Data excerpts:

-- -- --

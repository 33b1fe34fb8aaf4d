#![forbid(unsafe_code)]

//! Match evaluation and word aggregation.
//!
//! One query word is *satisfied* against a panel when the panel's cached
//! corpus contains the lower-cased word as a contiguous substring, or
//! failing that, when the injected [`FuzzyMatch`] capability reports an
//! approximate match. [`FilterMode`] decides how per-word results combine
//! into a single per-panel boolean.

use std::str::FromStr;

use crate::fuzzy::FuzzyMatch;
use crate::model::Panel;

/// Aggregation policy across query words.
#[derive(Debug, Clone, Copy, Default, PartialEq, Eq)]
pub enum FilterMode {
    /// Every word must be satisfied ("and").
    All,
    /// At least one word must be satisfied ("or").
    #[default]
    Any,
}

/// Error for unrecognized filter-mode configuration values.
#[derive(Debug, Clone, PartialEq, Eq)]
pub struct ParseFilterModeError(String);

impl std::fmt::Display for ParseFilterModeError {
    fn fmt(&self, f: &mut std::fmt::Formatter<'_>) -> std::fmt::Result {
        write!(f, "unknown filter mode {:?}, expected \"and\" or \"or\"", self.0)
    }
}

impl std::error::Error for ParseFilterModeError {}

impl FromStr for FilterMode {
    type Err = ParseFilterModeError;

    /// Editor configuration stores the mode as `"and"` / `"or"`.
    fn from_str(s: &str) -> Result<Self, Self::Err> {
        match s {
            "and" => Ok(Self::All),
            "or" => Ok(Self::Any),
            other => Err(ParseFilterModeError(other.to_string())),
        }
    }
}

/// Whether one lower-cased word is satisfied against a corpus.
fn word_satisfied<F: FuzzyMatch + ?Sized>(corpus: &str, word: &str, fuzzy: &F) -> bool {
    corpus.contains(word) || fuzzy.fuzzy_contains(word, corpus)
}

/// Evaluate all `words` against `panel` under `mode`.
///
/// Words are compared case-insensitively against the panel's cached
/// lower-cased corpus; punctuation is not stripped and repeated words are
/// evaluated once per occurrence. An empty word list is vacuously true
/// under [`FilterMode::All`] and false under [`FilterMode::Any`] — the
/// controller's empty-query short-circuit means this cannot arise in
/// normal operation.
pub fn panel_matches<F: FuzzyMatch + ?Sized>(
    panel: &Panel,
    words: &[&str],
    mode: FilterMode,
    fuzzy: &F,
) -> bool {
    let corpus = panel.corpus();
    match mode {
        FilterMode::All => words
            .iter()
            .all(|word| word_satisfied(corpus, &word.to_lowercase(), fuzzy)),
        FilterMode::Any => words
            .iter()
            .any(|word| word_satisfied(corpus, &word.to_lowercase(), fuzzy)),
    }
}
#![forbid(unsafe_code)]

//! Query tokenization.
//!
//! Splits a raw query on single-space boundaries and drops tokens that
//! are empty after trimming. The empty-query special case ("show all")
//! is owned by the filter controller, not the tokenizer.

use smallvec::SmallVec;

/// Inline capacity for token lists; queries are short in practice.
pub type Tokens<'a> = SmallVec<[&'a str; 8]>;

/// Split `query` into non-empty words.
///
/// Splitting happens on single spaces only; a token containing other
/// whitespace is kept verbatim as long as it is non-empty after trimming.
/// Repeated words are kept (no deduplication).
///
/// ```rust
/// use infowall_core::query::tokenize;
///
/// let words = tokenize("red  banana ");
/// assert_eq!(words.as_slice(), ["red", "banana"]);
/// assert!(tokenize("").is_empty());
/// ```
pub fn tokenize(query: &str) -> Tokens<'_> {
    query
        .split(' ')
        .filter(|word| !word.trim().is_empty())
        .collect()
}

-- -- --

● **INSTRUCTIONS FOR THE TASK**: Go over the data above and copy every line that has the word "cached" in it.

● **OUTPUT OF THE EXERCISE**:
//! One query word is *satisfied* against a panel when the panel's cached
/// Words are compared case-insensitively against the panel's cached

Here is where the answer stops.